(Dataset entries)

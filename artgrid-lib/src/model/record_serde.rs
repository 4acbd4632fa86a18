//! Deserialization of listing rows into [`Record`].
//!
//! The listing returns one JSON object per row. `id` must be an integer; every
//! other key becomes a [`FieldValue`]:
//! - strings become `Text`, blank strings become `Unknown`
//! - numbers become `Number`
//! - `null`, booleans, arrays and objects become `Unknown`

use std::fmt;

use serde::Deserialize;
use serde::Deserializer;
use serde::de::Error as _;
use serde::de::MapAccess;
use serde::de::Visitor;

use super::FieldValue;
use super::Record;
use super::RecordId;

impl<'de> Deserialize<'de> for Record {
    fn deserialize<D>(deserializer: D) -> Result<Self, D::Error>
    where
        D: Deserializer<'de>,
    {
        deserializer.deserialize_map(RecordVisitor)
    }
}

struct RecordVisitor;

impl<'de> Visitor<'de> for RecordVisitor {
    type Value = Record;

    fn expecting(&self, formatter: &mut fmt::Formatter) -> fmt::Result {
        formatter.write_str("a map representing a listing record")
    }

    fn visit_map<M>(self, mut map: M) -> Result<Record, M::Error>
    where
        M: MapAccess<'de>,
    {
        let mut id: Option<RecordId> = None;
        let mut record = Record::new(RecordId(0));

        while let Some(key) = map.next_key::<String>()? {
            let value: serde_json::Value = map.next_value()?;

            if key == "id" {
                let raw = value
                    .as_i64()
                    .ok_or_else(|| M::Error::custom(format!("record id is not an integer: {value}")))?;
                id = Some(RecordId(raw));
            } else {
                record.fields.insert(key, json_value_to_field(value));
            }
        }

        record.id = id.ok_or_else(|| M::Error::missing_field("id"))?;
        Ok(record)
    }
}

/// Converts a serde_json::Value to a [`FieldValue`].
fn json_value_to_field(json: serde_json::Value) -> FieldValue {
    match json {
        serde_json::Value::String(s) => FieldValue::from(s),
        serde_json::Value::Number(n) => n.as_f64().map(FieldValue::Number).unwrap_or_default(),
        serde_json::Value::Null
        | serde_json::Value::Bool(_)
        | serde_json::Value::Array(_)
        | serde_json::Value::Object(_) => FieldValue::Unknown,
    }
}

#[cfg(test)]
mod tests {
    use super::*;

    #[test]
    fn test_deserialize_simple_fields() {
        let json = r#"{"id": 27992, "title": "A Sunday on La Grande Jatte", "date_start": 1884}"#;
        let record: Record = serde_json::from_str(json).unwrap();

        assert_eq!(record.id(), RecordId(27992));
        assert_eq!(record.get("title").as_str(), Some("A Sunday on La Grande Jatte"));
        assert_eq!(record.get("date_start").as_f64(), Some(1884.0));
    }

    #[test]
    fn test_deserialize_malformed_fields_become_unknown() {
        let json = r#"{
            "id": 1,
            "inscriptions": null,
            "place_of_origin": "",
            "is_boosted": true,
            "color": {"h": 1},
            "term_titles": ["oil"]
        }"#;
        let record: Record = serde_json::from_str(json).unwrap();

        for field in ["inscriptions", "place_of_origin", "is_boosted", "color", "term_titles"] {
            assert!(record.contains(field), "{field} should be kept");
            assert!(record.get(field).is_unknown(), "{field} should be unknown");
        }
    }

    #[test]
    fn test_deserialize_rejects_missing_id() {
        let result: Result<Record, _> = serde_json::from_str(r#"{"title": "Untitled"}"#);
        assert!(result.is_err());
    }

    #[test]
    fn test_deserialize_rejects_non_integer_id() {
        let result: Result<Record, _> = serde_json::from_str(r#"{"id": "abc"}"#);
        assert!(result.is_err());

        let result: Result<Record, _> = serde_json::from_str(r#"{"id": 1.5}"#);
        assert!(result.is_err());
    }
}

**Task requirements:**
Would you set down every entry again, exactly?

**Completed task:**
filename artgrid-lib/src/model/record_serde.rs
repository 4acbd4632fa86a18
//! Deserialization of listing rows into [`Record`].
//!
//! The listing returns one JSON object per row. `id` must be an integer; every
//! other key becomes a [`FieldValue`]:
//! - strings become `Text`, blank strings become `Unknown`
//! - numbers become `Number`
//! - `null`, booleans, arrays and objects become `Unknown`

use std::fmt;

use serde::Deserialize;
use serde::Deserializer;
use serde::de::Error as _;
use serde::de::MapAccess;
use serde::de::Visitor;

use super::FieldValue;
use super::Record;
use super::RecordId;

impl<'de> Deserialize<'de> for Record {
    fn deserialize<D>(deserializer: D) -> Result<Self, D::Error>
    where
        D: Deserializer<'de>,
    {
        deserializer.deserialize_map(RecordVisitor)
    }
}

struct RecordVisitor;

impl<'de> Visitor<'de> for RecordVisitor {
    type Value = Record;

    fn expecting(&self, formatter: &mut fmt::Formatter) -> fmt::Result {
        formatter.write_str("a map representing a listing record")
    }

    fn visit_map<M>(self, mut map: M) -> Result<Record, M::Error>
    where
        M: MapAccess<'de>,
    {
        let mut id: Option<RecordId> = None;
        let mut record = Record::new(RecordId(0));

        while let Some(key) = map.next_key::<String>()? {
            let value: serde_json::Value = map.next_value()?;

            if key == "id" {
                let raw = value
                    .as_i64()
                    .ok_or_else(|| M::Error::custom(format!("record id is not an integer: {value}")))?;
                id = Some(RecordId(raw));
            } else {
                record.fields.insert(key, json_value_to_field(value));
            }
        }

        record.id = id.ok_or_else(|| M::Error::missing_field("id"))?;
        Ok(record)
    }
}

/// Converts a serde_json::Value to a [`FieldValue`].
fn json_value_to_field(json: serde_json::Value) -> FieldValue {
    match json {
        serde_json::Value::String(s) => FieldValue::from(s),
        serde_json::Value::Number(n) => n.as_f64().map(FieldValue::Number).unwrap_or_default(),
        serde_json::Value::Null
        | serde_json::Value::Bool(_)
        | serde_json::Value::Array(_)
        | serde_json::Value::Object(_) => FieldValue::Unknown,
    }
}

#[cfg(test)]
mod tests {
    use super::*;

    #[test]
    fn test_deserialize_simple_fields() {
        let json = r#"{"id": 27992, "title": "A Sunday on La Grande Jatte", "date_start": 1884}"#;
        let record: Record = serde_json::from_str(json).unwrap();

        assert_eq!(record.id(), RecordId(27992));
        assert_eq!(record.get("title").as_str(), Some("A Sunday on La Grande Jatte"));
        assert_eq!(record.get("date_start").as_f64(), Some(1884.0));
    }

    #[test]
    fn test_deserialize_malformed_fields_become_unknown() {
        let json = r#"{
            "id": 1,
            "inscriptions": null,
            "place_of_origin": "",
            "is_boosted": true,
            "color": {"h": 1},
            "term_titles": ["oil"]
        }"#;
        let record: Record = serde_json::from_str(json).unwrap();

        for field in ["inscriptions", "place_of_origin", "is_boosted", "color", "term_titles"] {
            assert!(record.contains(field), "{field} should be kept");
            assert!(record.get(field).is_unknown(), "{field} should be unknown");
        }
    }

    #[test]
    fn test_deserialize_rejects_missing_id() {
        let result: Result<Record, _> = serde_json::from_str(r#"{"title": "Untitled"}"#);
        assert!(result.is_err());
    }

    #[test]
    fn test_deserialize_rejects_non_integer_id() {
        let result: Result<Record, _> = serde_json::from_str(r#"{"id": "abc"}"#);
        assert!(result.is_err());

        let result: Result<Record, _> = serde_json::from_str(r#"{"id": 1.5}"#);
        assert!(result.is_err());
    }
}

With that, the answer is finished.